*Data under study*:
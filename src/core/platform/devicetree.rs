// SPDX-License-Identifier: Apache-2.0
// Copyright 2025 itsakeyfut

//! Device tree nodes
//!
//! Just enough of a device tree node for the bindings the ClearPad driver
//! reads: a compatible list and named properties holding GPIO specifiers,
//! phandle lists, strings or cells. Phandles are represented by the name of
//! the node they point at.
//!
//! Nodes deserialize from the board configuration:
//!
//! ```toml
//! name = "touchscreen@2c"
//! compatible = ["synaptics,clearpad"]
//!
//! [properties]
//! "synaptics,irq_gpio" = { gpios = [{ pin = 58, flags = "ACTIVE_LOW" }] }
//! panel = { phandles = ["panel-boe", "panel-tianma"] }
//! ```

use crate::core::error::{DriverError, Result};
use bitflags::bitflags;
use serde::{Deserialize, Serialize};
use std::collections::BTreeMap;

bitflags! {
    /// GPIO specifier flags (dt-bindings/gpio/gpio.h)
    #[derive(Debug, Clone, Copy, PartialEq, Eq, Hash, Default, Serialize, Deserialize)]
    pub struct GpioFlags: u32 {
        const ACTIVE_LOW = 1 << 0;
        const SINGLE_ENDED = 1 << 1;
        const LINE_OPEN_DRAIN = 1 << 2;
        const TRANSITORY = 1 << 3;
        const PULL_UP = 1 << 4;
        const PULL_DOWN = 1 << 5;

        const OPEN_DRAIN = Self::SINGLE_ENDED.bits() | Self::LINE_OPEN_DRAIN.bits();
        const OPEN_SOURCE = Self::SINGLE_ENDED.bits();
    }
}

/// One `<&gpio pin flags>` specifier
#[derive(Debug, Clone, Copy, PartialEq, Eq, Serialize, Deserialize)]
pub struct GpioSpec {
    pub pin: u32,
    #[serde(default)]
    pub flags: GpioFlags,
}

/// Typed property value
#[derive(Debug, Clone, PartialEq, Eq, Serialize, Deserialize)]
#[serde(rename_all = "lowercase")]
pub enum Property {
    Gpios(Vec<GpioSpec>),
    Phandles(Vec<String>),
    String(String),
    U32(u32),
}

/// Device tree node
#[derive(Debug, Clone, Default, PartialEq, Eq, Serialize, Deserialize)]
pub struct DeviceNode {
    pub name: String,
    #[serde(default)]
    pub compatible: Vec<String>,
    #[serde(default)]
    pub properties: BTreeMap<String, Property>,
}

impl DeviceNode {
    /// Create a node with no properties
    pub fn new(name: impl Into<String>) -> Self {
        Self {
            name: name.into(),
            ..Self::default()
        }
    }

    /// Builder: add a compatible string
    pub fn with_compatible(mut self, compatible: impl Into<String>) -> Self {
        self.compatible.push(compatible.into());
        self
    }

    /// Builder: set a property
    pub fn with_property(mut self, name: impl Into<String>, value: Property) -> Self {
        self.properties.insert(name.into(), value);
        self
    }

    /// Check the node against a compatible string
    pub fn is_compatible(&self, compatible: &str) -> bool {
        self.compatible.iter().any(|c| c == compatible)
    }

    /// Look up a property by name
    pub fn property(&self, name: &str) -> Option<&Property> {
        self.properties.get(name)
    }

    /// Read the `index`th GPIO specifier of property `name`
    ///
    /// # Errors
    ///
    /// - `NotFound` if the property or the index does not exist
    /// - `InvalidArgument` if the property is not a GPIO list
    pub fn get_named_gpio_flags(&self, name: &str, index: usize) -> Result<(u32, GpioFlags)> {
        match self.property(name) {
            Some(Property::Gpios(specs)) => specs
                .get(index)
                .map(|spec| (spec.pin, spec.flags))
                .ok_or_else(|| {
                    DriverError::NotFound(format!("{}: {}[{}]", self.name, name, index))
                }),
            Some(_) => Err(DriverError::InvalidArgument(format!(
                "{}: {} is not a gpio list",
                self.name, name
            ))),
            None => Err(DriverError::NotFound(format!("{}: {}", self.name, name))),
        }
    }

    /// Count the phandles in property `name`
    ///
    /// # Errors
    ///
    /// - `NotFound` if the property does not exist
    /// - `InvalidArgument` if the property is not a phandle list
    pub fn count_phandles(&self, name: &str) -> Result<usize> {
        match self.property(name) {
            Some(Property::Phandles(targets)) => Ok(targets.len()),
            Some(_) => Err(DriverError::InvalidArgument(format!(
                "{}: {} is not a phandle list",
                self.name, name
            ))),
            None => Err(DriverError::NotFound(format!("{}: {}", self.name, name))),
        }
    }

    /// Resolve the `index`th phandle of property `name` to a node name
    pub fn parse_phandle(&self, name: &str, index: usize) -> Option<&str> {
        match self.property(name) {
            Some(Property::Phandles(targets)) => targets.get(index).map(String::as_str),
            _ => None,
        }
    }
}
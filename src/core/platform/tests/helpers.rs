// SPDX-License-Identifier: Apache-2.0
// Copyright 2025 itsakeyfut

//! Helper functions for driver-core tests

use super::*;

/// Touchscreen node with an IRQ GPIO and two candidate panels
pub fn touch_node() -> DeviceNode {
    DeviceNode::new("touchscreen@2c")
        .with_compatible("synaptics,clearpad")
        .with_property(
            "synaptics,irq_gpio",
            Property::Gpios(vec![GpioSpec {
                pin: 58,
                flags: GpioFlags::ACTIVE_LOW,
            }]),
        )
        .with_property(
            "panel",
            Property::Phandles(vec!["panel-boe".to_string(), "panel-tianma".to_string()]),
        )
}

/// Board info for a device tree described controller at 0x2c
pub fn touch_board_info() -> BoardInfo {
    BoardInfo {
        name: "clearpad_i2c".to_string(),
        address: 0x2c,
        of_node: Some(touch_node()),
        platform_data: None,
    }
}

/// Panel registry with only the second candidate panel bound
pub fn panels() -> PanelRegistry {
    let mut panels = PanelRegistry::new();
    panels.register("panel-tianma");
    panels
}
// SPDX-License-Identifier: Apache-2.0
// Copyright 2025 itsakeyfut

//! Simulated TLMM GPIO block
//!
//! Models a single TLMM GPIO register group, which is all the fingerprint
//! detection touches:
//!
//! ```text
//! +0x0  GPIO_CFG     bits 0-1 pull, 2-5 function, 6-8 drive, 9 output enable
//! +0x4  GPIO_IN_OUT  bit 0 input level (RO), bit 1 output level
//! ```
//!
//! With output enable clear, bit 0 of `GPIO_IN_OUT` follows the externally
//! strapped level of the pin. Anything else in the window reads back the
//! last value written.

use super::{check_access, MemoryMapper, RegisterWindow};
use crate::core::error::{DriverError, Result};
use std::collections::BTreeMap;
use std::sync::{Arc, Mutex, MutexGuard, PoisonError};

/// GPIO configuration register offset
pub const GPIO_CFG: u32 = 0x0;

/// GPIO input/output register offset
pub const GPIO_IN_OUT: u32 = 0x4;

/// Output enable bit of `GPIO_CFG`
pub const GPIO_CFG_OE: u32 = 1 << 9;

/// Reset value of `GPIO_CFG`: pull-down, 2 mA drive
const GPIO_CFG_RESET: u32 = 0x1;

const GPIO_IN: u32 = 1 << 0;
const GPIO_OUT: u32 = 1 << 1;

struct TlmmState {
    cfg: u32,
    out: bool,
    strap_high: bool,
    cfg_writes: Vec<u32>,
    other: BTreeMap<u32, u32>,
    live_windows: usize,
    total_maps: usize,
}

/// In-process TLMM model acting as its own mapper
///
/// Clones share state so a test can keep one to inspect what the code under
/// test did to the block.
#[derive(Clone)]
pub struct SimulatedTlmm {
    base: u64,
    size: u32,
    state: Arc<Mutex<TlmmState>>,
}

impl SimulatedTlmm {
    /// Create a block at `base` spanning `size` bytes with the pin strapped
    /// to `strap_high`
    pub fn new(base: u64, size: u32, strap_high: bool) -> Self {
        Self {
            base,
            size,
            state: Arc::new(Mutex::new(TlmmState {
                cfg: GPIO_CFG_RESET,
                out: false,
                strap_high,
                cfg_writes: Vec::new(),
                other: BTreeMap::new(),
                live_windows: 0,
                total_maps: 0,
            })),
        }
    }

    fn lock(&self) -> MutexGuard<'_, TlmmState> {
        self.state.lock().unwrap_or_else(PoisonError::into_inner)
    }

    /// Change the externally strapped pin level
    pub fn set_strap(&self, high: bool) {
        self.lock().strap_high = high;
    }

    /// Current `GPIO_CFG` value
    pub fn cfg(&self) -> u32 {
        self.lock().cfg
    }

    /// Every value written to `GPIO_CFG`, oldest first
    pub fn cfg_writes(&self) -> Vec<u32> {
        self.lock().cfg_writes.clone()
    }

    /// Windows mapped and not yet dropped
    pub fn live_windows(&self) -> usize {
        self.lock().live_windows
    }

    /// Windows mapped over the block's lifetime
    pub fn total_maps(&self) -> usize {
        self.lock().total_maps
    }
}

impl MemoryMapper for SimulatedTlmm {
    fn map(&mut self, phys: u64, size: u32) -> Result<Box<dyn RegisterWindow>> {
        let end = phys.checked_add(size as u64);
        let block_end = self.base + self.size as u64;
        if phys != self.base || end.is_none_or(|end| end > block_end) {
            return Err(DriverError::NoDevice(format!(
                "no TLMM block at 0x{:08X} (+0x{:X})",
                phys, size
            )));
        }

        let mut state = self.lock();
        state.live_windows += 1;
        state.total_maps += 1;
        drop(state);

        Ok(Box::new(TlmmWindow {
            tlmm: self.clone(),
            size,
        }))
    }
}

struct TlmmWindow {
    tlmm: SimulatedTlmm,
    size: u32,
}

impl RegisterWindow for TlmmWindow {
    fn base(&self) -> u64 {
        self.tlmm.base
    }

    fn size(&self) -> u32 {
        self.size
    }

    fn read32_relaxed(&self, offset: u32) -> Result<u32> {
        check_access(offset, self.size)?;
        let state = self.tlmm.lock();

        let value = match offset {
            GPIO_CFG => state.cfg,
            GPIO_IN_OUT => {
                let level = if state.cfg & GPIO_CFG_OE != 0 {
                    state.out
                } else {
                    state.strap_high
                };
                let mut value = 0;
                if level {
                    value |= GPIO_IN;
                }
                if state.out {
                    value |= GPIO_OUT;
                }
                value
            }
            _ => state.other.get(&offset).copied().unwrap_or(0),
        };

        log::trace!("TLMM read +0x{:X} -> 0x{:08X}", offset, value);
        Ok(value)
    }

    fn write32_relaxed(&mut self, offset: u32, value: u32) -> Result<()> {
        check_access(offset, self.size)?;
        let mut state = self.tlmm.lock();

        match offset {
            GPIO_CFG => {
                state.cfg = value;
                state.cfg_writes.push(value);
            }
            GPIO_IN_OUT => state.out = value & GPIO_OUT != 0,
            _ => {
                state.other.insert(offset, value);
            }
        }

        log::trace!("TLMM write +0x{:X} <- 0x{:08X}", offset, value);
        Ok(())
    }

    fn name(&self) -> &str {
        "TLMM"
    }
}

impl Drop for TlmmWindow {
    fn drop(&mut self) {
        let mut state = self.tlmm.lock();
        state.live_windows = state.live_windows.saturating_sub(1);
    }
}
// SPDX-License-Identifier: Apache-2.0
// Copyright 2025 itsakeyfut
//
// Licensed under the Apache License, Version 2.0 (the "License");
// you may not use this file except in compliance with the License.
// You may obtain a copy of the License at
//
//     http://www.apache.org/licenses/LICENSE-2.0
//
// Unless required by applicable law or agreed to in writing, software
// distributed under the License is distributed on an "AS IS" BASIS,
// WITHOUT WARRANTIES OR CONDITIONS OF ANY KIND, either express or implied.
// See the License for the specific language governing permissions and
// limitations under the License.

//! Handset input hardware shim library
//!
//! This library provides the bus-level pieces of a handset input stack:
//! the Synaptics ClearPad I2C transport (paged register access and the
//! driver-core plumbing around it) and the fingerprint module detection
//! routine that classifies the installed sensor from a TLMM GPIO strap.
//!
//! # Example
//!
//! ```
//! use input_shim::core::clearpad::{ClearpadBus, ClearpadI2c};
//! use input_shim::core::i2c::SimulatedClearpad;
//!
//! let sim = SimulatedClearpad::new(0x2c);
//! let bus = ClearpadI2c::new(sim.clone());
//!
//! // Page 0x01, register 0x20
//! bus.write(0x0120, &[0xAB, 0xCD]).unwrap();
//!
//! let mut buf = [0u8; 2];
//! assert_eq!(bus.read(0x0120, &mut buf).unwrap(), 2);
//! assert_eq!(buf, [0xAB, 0xCD]);
//! ```

pub mod core;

*Task requirements*:
Retype every line up to and including the one that contains "const TRANSITORY = 1 << 3;", beginning at the first line of the records, with no edits.

*Response to the task*:
filename src/core/platform/devicetree.rs
// SPDX-License-Identifier: Apache-2.0
// Copyright 2025 itsakeyfut

//! Device tree nodes
//!
//! Just enough of a device tree node for the bindings the ClearPad driver
//! reads: a compatible list and named properties holding GPIO specifiers,
//! phandle lists, strings or cells. Phandles are represented by the name of
//! the node they point at.
//!
//! Nodes deserialize from the board configuration:
//!
//! ```toml
//! name = "touchscreen@2c"
//! compatible = ["synaptics,clearpad"]
//!
//! [properties]
//! "synaptics,irq_gpio" = { gpios = [{ pin = 58, flags = "ACTIVE_LOW" }] }
//! panel = { phandles = ["panel-boe", "panel-tianma"] }
//! ```

use crate::core::error::{DriverError, Result};
use bitflags::bitflags;
use serde::{Deserialize, Serialize};
use std::collections::BTreeMap;

bitflags! {
    /// GPIO specifier flags (dt-bindings/gpio/gpio.h)
    #[derive(Debug, Clone, Copy, PartialEq, Eq, Hash, Default, Serialize, Deserialize)]
    pub struct GpioFlags: u32 {
        const ACTIVE_LOW = 1 << 0;
        const SINGLE_ENDED = 1 << 1;
        const LINE_OPEN_DRAIN = 1 << 2;
        const TRANSITORY = 1 << 3;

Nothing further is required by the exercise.